Father's Day pickleball tournament raises funds for Alzheimer's Association
Father’s Day play at Knoxville’s Pavilion of Pickleball raised money for the Alzheimer’s Association, turning a weekend bracket into a fundraiser with a purpose.

The Father’s Day weekend Purple Paddle Tournament turned two days at the Pavilion of Pickleball in Knoxville into a fundraiser for the Alzheimer’s Association, tying pickleball competition to a cause that reaches many East Tennessee families. The event ran June 20-21, 2026, and promotional language urged players to take part in honor of someone they love.

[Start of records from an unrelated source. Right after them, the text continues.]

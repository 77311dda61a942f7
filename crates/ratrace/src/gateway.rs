//! WebSocket gateway built on `tokio-tungstenite`.
//!
//! The gateway owns the listening socket, assigns each accepted
//! connection a process-unique [`ConnId`], and exposes a minimal
//! send/recv surface over text frames. Everything above it deals in
//! decoded protocol types; everything below is tungstenite.
//!
//! Each connection is split into halves: the handler's read loop owns
//! the stream side exclusively, while the sink side sits behind a
//! cloneable [`ConnectionSender`] so the event-forwarding task and the
//! handler can both reply without blocking on an in-flight read.

use std::sync::atomic::{AtomicU64, Ordering};
use std::sync::Arc;

use futures_util::stream::{SplitSink, SplitStream};
use ratrace_protocol::ConnId;
use tokio::net::{TcpListener, TcpStream};
use tokio::sync::Mutex;
use tokio_tungstenite::tungstenite::Message;
use tokio_tungstenite::WebSocketStream;

/// Counter for generating unique connection ids. Never reused within a
/// process — reconnecting clients always get a fresh id.
static NEXT_CONN_ID: AtomicU64 = AtomicU64::new(1);

type WsStream = WebSocketStream<TcpStream>;

/// Errors from the gateway layer.
#[derive(Debug, thiserror::Error)]
pub enum GatewayError {
    #[error("failed to accept connection: {0}")]
    AcceptFailed(#[source] std::io::Error),

    #[error("failed to send: {0}")]
    SendFailed(#[source] std::io::Error),

    #[error("failed to receive: {0}")]
    ReceiveFailed(#[source] std::io::Error),
}

/// The listening side of the gateway.
pub struct Gateway {
    listener: TcpListener,
}

impl Gateway {
    /// Binds to the given address.
    pub async fn bind(addr: &str) -> Result<Self, GatewayError> {
        let listener = TcpListener::bind(addr)
            .await
            .map_err(GatewayError::AcceptFailed)?;
        tracing::info!(addr, "gateway listening");
        Ok(Self { listener })
    }

    pub fn local_addr(&self) -> std::io::Result<std::net::SocketAddr> {
        self.listener.local_addr()
    }

    /// Accepts one connection and completes the WebSocket upgrade.
    pub async fn accept(&mut self) -> Result<GatewayConnection, GatewayError> {
        let (stream, addr) = self
            .listener
            .accept()
            .await
            .map_err(GatewayError::AcceptFailed)?;

        let ws = tokio_tungstenite::accept_async(stream).await.map_err(|e| {
            GatewayError::AcceptFailed(std::io::Error::new(
                std::io::ErrorKind::ConnectionRefused,
                e,
            ))
        })?;

        let id = ConnId(NEXT_CONN_ID.fetch_add(1, Ordering::Relaxed));
        tracing::debug!(conn_id = %id, %addr, "accepted connection");

        use futures_util::StreamExt;
        let (sink, stream) = ws.split();
        Ok(GatewayConnection {
            id,
            reader: stream,
            sender: ConnectionSender {
                id,
                sink: Arc::new(Mutex::new(sink)),
            },
        })
    }
}

/// One accepted client connection. Owned by its handler task.
pub struct GatewayConnection {
    id: ConnId,
    reader: SplitStream<WsStream>,
    sender: ConnectionSender,
}

impl GatewayConnection {
    pub fn id(&self) -> ConnId {
        self.id
    }

    /// A cloneable handle for writing to this connection.
    pub fn sender(&self) -> ConnectionSender {
        self.sender.clone()
    }

    /// Receives the next data frame. `Ok(None)` means the peer closed.
    pub async fn recv(&mut self) -> Result<Option<Vec<u8>>, GatewayError> {
        use futures_util::StreamExt;
        loop {
            match self.reader.next().await {
                Some(Ok(Message::Text(text))) => {
                    return Ok(Some(text.as_bytes().to_vec()));
                }
                Some(Ok(Message::Binary(data))) => {
                    return Ok(Some(data.into()));
                }
                Some(Ok(Message::Close(_))) | None => return Ok(None),
                Some(Ok(_)) => continue, // ping/pong/frame
                Some(Err(e)) => {
                    return Err(GatewayError::ReceiveFailed(
                        std::io::Error::new(
                            std::io::ErrorKind::ConnectionReset,
                            e,
                        ),
                    ));
                }
            }
        }
    }
}

/// The write half of a connection. Cheap to clone; shared between the
/// handler and the event-forwarding task.
#[derive(Clone)]
pub struct ConnectionSender {
    id: ConnId,
    sink: Arc<Mutex<SplitSink<WsStream, Message>>>,
}

impl ConnectionSender {
    pub fn id(&self) -> ConnId {
        self.id
    }

    /// Sends one text frame. The reference client speaks JSON text.
    pub async fn send(&self, data: &[u8]) -> Result<(), GatewayError> {
        use futures_util::SinkExt;
        let text = String::from_utf8_lossy(data).into_owned();
        self.sink
            .lock()
            .await
            .send(Message::Text(text.into()))
            .await
            .map_err(|e| {
                GatewayError::SendFailed(std::io::Error::new(
                    std::io::ErrorKind::BrokenPipe,
                    e,
                ))
            })
    }
}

Tournament listings said proceeds supported the Alzheimer’s Association’s care, support and research efforts, giving the event a clear charity angle beyond the usual local bracket. The format fit a familiar amateur pickleball pattern: players came for the games, but the weekend was built to move money toward a health cause with broad personal meaning.

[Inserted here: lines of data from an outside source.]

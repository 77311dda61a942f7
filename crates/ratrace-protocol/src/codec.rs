//! Codec trait and implementations for serializing messages.
//!
//! The coordinator doesn't care how commands and events are serialized —
//! anything implementing [`Codec`] will do. [`JsonCodec`] is the default:
//! the reference client speaks JSON text frames, and human-readable wire
//! traffic is worth the size overhead for a turn-based game.

use serde::{Serialize, de::DeserializeOwned};

use crate::ProtocolError;

/// Converts between protocol types and raw bytes.
///
/// `Send + Sync + 'static` because the codec is shared across connection
/// handler tasks for the life of the server.
pub trait Codec: Send + Sync + 'static {
    /// Serializes a value into bytes.
    ///
    /// # Errors
    /// Returns [`ProtocolError::Encode`] if serialization fails.
    fn encode<T: Serialize>(&self, value: &T) -> Result<Vec<u8>, ProtocolError>;

    /// Deserializes bytes back into a value.
    ///
    /// # Errors
    /// Returns [`ProtocolError::Decode`] if the bytes are malformed or
    /// don't match the expected shape.
    fn decode<T: DeserializeOwned>(&self, data: &[u8]) -> Result<T, ProtocolError>;
}

// ---------------------------------------------------------------------------
// JsonCodec
// ---------------------------------------------------------------------------

/// A [`Codec`] backed by `serde_json`.
///
/// Behind the `json` feature flag (enabled by default).
#[cfg(feature = "json")]
#[derive(Debug, Clone, Copy, Default)]
pub struct JsonCodec;

#[cfg(feature = "json")]
impl Codec for JsonCodec {
    fn encode<T: Serialize>(&self, value: &T) -> Result<Vec<u8>, ProtocolError> {
        serde_json::to_vec(value).map_err(ProtocolError::Encode)
    }

    fn decode<T: DeserializeOwned>(&self, data: &[u8]) -> Result<T, ProtocolError> {
        serde_json::from_slice(data).map_err(ProtocolError::Decode)
    }
}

WATE 6 On Your Side said Saturday’s Father’s Day tournament competition raised funds for the Alzheimer’s Association, and the station previewed the fundraiser earlier in the week with Pavilion of Pickleball manager Elize Kikkert. The buildup helped position the tournament as more than a one-off social event, with local backing already in place before the first matches were played.
The Alzheimer’s Association Tennessee Chapter says it provides support services, care options and education for families and caregivers in Knoxville, Nashville and Memphis. The national organization says its mission is to end Alzheimer’s and all other dementia by accelerating global research, driving risk reduction and early detection, and maximizing quality care and support. That mission gave the Knoxville tournament a direct connection to a cause that has long relied on community-based fundraising to sustain its work.

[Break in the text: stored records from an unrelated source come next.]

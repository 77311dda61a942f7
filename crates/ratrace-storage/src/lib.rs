//! Persistence boundary for Ratrace.
//!
//! The coordinator treats durability as best-effort: every mutation is
//! applied in memory first and then handed to a [`RoomStore`]
//! fire-and-forget. A store failure is logged and swallowed — in-memory
//! state stays authoritative for the life of the process, and nothing is
//! ever rolled back.
//!
//! [`MemoryStore`] is the reference implementation, used by tests and
//! the dev server. A real deployment would implement [`RoomStore`] over
//! an actual database without the core noticing.

mod error;
mod memory;

pub use error::StorageError;
pub use memory::MemoryStore;

use std::future::Future;

use ratrace_protocol::{MemberSnapshot, RoomId, RoomSnapshot};

/// The storage collaborator interface.
///
/// All methods take snapshots — the store never sees live room state,
/// only the serialized representation from `ratrace-protocol`.
///
/// Methods are declared in return-position form with a `Send` bound so
/// callers can hold the returned futures across `tokio::spawn`; impls
/// may still write plain `async fn`.
pub trait RoomStore: Send + Sync + 'static {
    /// Persists a full room snapshot, replacing any previous one.
    fn save_room(
        &self,
        room: &RoomSnapshot,
    ) -> impl Future<Output = Result<(), StorageError>> + Send;

    /// Loads every persisted room, in no particular order.
    fn get_all_rooms(
        &self,
    ) -> impl Future<Output = Result<Vec<RoomSnapshot>, StorageError>> + Send;

    /// Persists a single member's state within a room.
    fn save_player(
        &self,
        room_id: &RoomId,
        member: &MemberSnapshot,
    ) -> impl Future<Output = Result<(), StorageError>> + Send;

    /// Loads the members of one room.
    fn get_players_in_room(
        &self,
        room_id: &RoomId,
    ) -> impl Future<Output = Result<Vec<MemberSnapshot>, StorageError>> + Send;

    /// Deletes rooms created before the given timestamp. Returns how
    /// many were removed. Called once at startup for retention GC.
    fn delete_old_rooms(
        &self,
        before_ms: u64,
    ) -> impl Future<Output = Result<usize, StorageError>> + Send;
}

For amateur pickleball, the Purple Paddle Tournament showed how a local event can do double duty. It brought players together on Father’s Day weekend at PoP - Pavilion of Pickleball, and it used the sport’s easy, welcoming format to support an organization focused on families, caregivers and research. In a growing amateur scene, that combination of recreation and purpose remains one of the game’s strongest selling points.